## EXERCISE BRIEF:
State how many lines of the data contain the word "filter", and write nothing besides the number.

## RECORDED INFORMATION:
⁂

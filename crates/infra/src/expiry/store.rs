//! Indexed store seam for expiry records.

use std::collections::{BTreeMap, HashSet, VecDeque};
use std::sync::{Arc, RwLock};

use async_trait::async_trait;

use courier_core::ResourceKey;

use super::error::StoreError;
use super::record::{ExpiryRecord, ShardKey};

/// Result of a batch delete that reached the store.
#[derive(Debug, Clone, PartialEq, Eq)]
pub enum DeleteReport {
    AllProcessed,
    /// These keys were not processed (throttling, capacity); retry them later.
    Unprocessed(Vec<ResourceKey>),
}

impl DeleteReport {
    pub fn from_unprocessed(keys: Vec<ResourceKey>) -> Self {
        if keys.is_empty() {
            Self::AllProcessed
        } else {
            Self::Unprocessed(keys)
        }
    }

    pub fn unprocessed(&self) -> &[ResourceKey] {
        match self {
            Self::AllProcessed => &[],
            Self::Unprocessed(keys) => keys,
        }
    }
}

/// Key-value store with a secondary index on the shard key.
///
/// Deleting an absent key is not an error.
#[async_trait]
pub trait IndexedStore: Send + Sync {
    /// Insert or replace the record for `record.resource_key`.
    async fn put(&self, record: &ExpiryRecord) -> Result<(), StoreError>;

    /// Records under `shard_key` with `expiry_epoch_seconds < before_epoch_seconds`.
    async fn query(
        &self,
        shard_key: &ShardKey,
        before_epoch_seconds: i64,
    ) -> Result<Vec<ExpiryRecord>, StoreError>;

    async fn batch_delete(&self, keys: &[ResourceKey]) -> Result<DeleteReport, StoreError>;
}

/// How the next `batch_delete` call should behave.
#[derive(Debug, Clone, PartialEq, Eq)]
pub enum DeleteScript {
    ProcessAll,
    /// Leave the first `n` keys of the batch unprocessed.
    LeaveUnprocessed(usize),
    Fail(StoreError),
}

/// In-memory indexed store for tests/dev.
#[derive(Debug, Default)]
pub struct InMemoryIndexedStore {
    records: RwLock<BTreeMap<ResourceKey, ExpiryRecord>>,
    delete_script: RwLock<VecDeque<DeleteScript>>,
    failing_shards: RwLock<HashSet<ShardKey>>,
    ignore_query_condition: RwLock<bool>,
    delete_batches: RwLock<Vec<Vec<ResourceKey>>>,
    query_count: RwLock<usize>,
}

fn poisoned() -> StoreError {
    StoreError::Unavailable("in-memory store lock poisoned".into())
}

impl InMemoryIndexedStore {
    pub fn new() -> Self {
        Self::default()
    }

    pub fn arc() -> Arc<Self> {
        Arc::new(Self::new())
    }

    /// Queue a behaviour for the next `batch_delete` call; unscripted calls process everything.
    pub fn script_delete(&self, step: DeleteScript) -> &Self {
        if let Ok(mut script) = self.delete_script.write() {
            script.push_back(step);
        }
        self
    }

    /// Make every query against `shard_key` fail.
    pub fn fail_queries_for(&self, shard_key: ShardKey) -> &Self {
        if let Ok(mut failing) = self.failing_shards.write() {
            failing.insert(shard_key);
        }
        self
    }

    /// Return every record of a shard from `query`, due or not.
    pub fn ignore_query_condition(&self) -> &Self {
        if let Ok(mut flag) = self.ignore_query_condition.write() {
            *flag = true;
        }
        self
    }

    pub fn len(&self) -> usize {
        self.records.read().map(|r| r.len()).unwrap_or_default()
    }

    pub fn is_empty(&self) -> bool {
        self.len() == 0
    }

    pub fn contains(&self, key: &ResourceKey) -> bool {
        self.records
            .read()
            .map(|r| r.contains_key(key))
            .unwrap_or(false)
    }

    pub fn records(&self) -> Vec<ExpiryRecord> {
        self.records
            .read()
            .map(|r| r.values().cloned().collect())
            .unwrap_or_default()
    }

    /// Keys of every `batch_delete` call, in order.
    pub fn delete_batches(&self) -> Vec<Vec<ResourceKey>> {
        self.delete_batches
            .read()
            .map(|b| b.clone())
            .unwrap_or_default()
    }

    pub fn query_count(&self) -> usize {
        self.query_count.read().map(|c| *c).unwrap_or_default()
    }
}

#[async_trait]
impl IndexedStore for InMemoryIndexedStore {
    async fn put(&self, record: &ExpiryRecord) -> Result<(), StoreError> {
        let mut records = self.records.write().map_err(|_| poisoned())?;
        records.insert(record.resource_key.clone(), record.clone());
        Ok(())
    }

    async fn query(
        &self,
        shard_key: &ShardKey,
        before_epoch_seconds: i64,
    ) -> Result<Vec<ExpiryRecord>, StoreError> {
        *self.query_count.write().map_err(|_| poisoned())? += 1;

        if self.failing_shards.read().map_err(|_| poisoned())?.contains(shard_key) {
            return Err(StoreError::Unavailable(format!("query on {shard_key} failed")));
        }

        let ignore_condition = *self.ignore_query_condition.read().map_err(|_| poisoned())?;
        let records = self.records.read().map_err(|_| poisoned())?;
        Ok(records
            .values()
            .filter(|r| &r.shard_key == shard_key)
            .filter(|r| ignore_condition || r.is_due(before_epoch_seconds))
            .cloned()
            .collect())
    }

    async fn batch_delete(&self, keys: &[ResourceKey]) -> Result<DeleteReport, StoreError> {
        self.delete_batches
            .write()
            .map_err(|_| poisoned())?
            .push(keys.to_vec());

        let step = self
            .delete_script
            .write()
            .map_err(|_| poisoned())?
            .pop_front()
            .unwrap_or(DeleteScript::ProcessAll);

        let left = match step {
            DeleteScript::ProcessAll => 0,
            DeleteScript::LeaveUnprocessed(n) => n.min(keys.len()),
            DeleteScript::Fail(err) => return Err(err),
        };

        let (unprocessed, processed) = keys.split_at(left);
        let mut records = self.records.write().map_err(|_| poisoned())?;
        for key in processed {
            records.remove(key);
        }
        Ok(DeleteReport::from_unprocessed(unprocessed.to_vec()))
    }
}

⁂

## WRITTEN RESPONSE:
2